Cash flow from business operations amounted to EUR 44.0 (37.5) million in the period under review. As a result of this strong growth, the capital temporarily tied up in inventories impaired cash flows. The stock of new machines was almost at the optimum level at the end of the year, but due to the start of serial production of a new machine model series, capital was tied up in materials and supplies and investments in spare part inventories in different market areas impaired the cash flows. The stock of used machines was increasing slightly towards the end of the year due to the high delivery volumes of new machines.
The company's balance sheet strengthened further and our solvency continued its positive development. The company's equity ratio was 44.8 (42.0) per cent.

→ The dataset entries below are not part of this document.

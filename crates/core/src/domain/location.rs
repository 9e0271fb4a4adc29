// Geographic coordinate pair

use crate::domain::error::{DomainError, Result};
use serde::{de, Deserialize, Deserializer, Serialize};

/// A `{lat, lon}` pair. Both fields are always present together.
#[derive(Debug, Clone, Copy, PartialEq, Serialize, Deserialize)]
pub struct Location {
    pub lat: f64,
    pub lon: f64,
}

impl Location {
    pub fn new(lat: f64, lon: f64) -> Self {
        Self { lat, lon }
    }

    /// Build from two optional halves
    ///
    /// Returns `Ok(None)` when both are absent and `PartialLocation` when
    /// only one is present.
    pub fn from_parts(lat: Option<f64>, lon: Option<f64>) -> Result<Option<Self>> {
        match (lat, lon) {
            (Some(lat), Some(lon)) => Ok(Some(Self { lat, lon })),
            (None, None) => Ok(None),
            _ => Err(DomainError::PartialLocation),
        }
    }
}

#[derive(Deserialize)]
struct RawLocation {
    #[serde(default)]
    lat: Option<f64>,
    #[serde(default)]
    lon: Option<f64>,
}

/// Deserialize a nullable coordinate object
///
/// `null`, a missing field, and `{lat: null, lon: null}` all map to `None`.
/// An object carrying only one of the two halves is rejected.
pub fn deserialize_optional<'de, D>(d: D) -> std::result::Result<Option<Location>, D::Error>
where
    D: Deserializer<'de>,
{
    match Option::<RawLocation>::deserialize(d)? {
        Some(raw) => Location::from_parts(raw.lat, raw.lon).map_err(de::Error::custom),
        None => Ok(None),
    }
}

Ponsse's product range changed strongly during 2015. The serial production of PONSSE Scorpion and PONSSE Bear, the first harvesters of the new model series, started in 2014. The rest of the products in the new model range entered serial production in stages during 2015. The ergonomics, serviceability and productivity of the machines have been developed and the design has been updated. At the same time, new engines compliant with the EU Stage IV emission level pertaining to the new environmental requirements were installed in all forest machines delivered in Europe. The launch of new products and commencing their serial production succeeded well. At the same time, our Vieremä factory was able to manufacture forest machines at full capacity with the volumes growing continuously in a controlled way.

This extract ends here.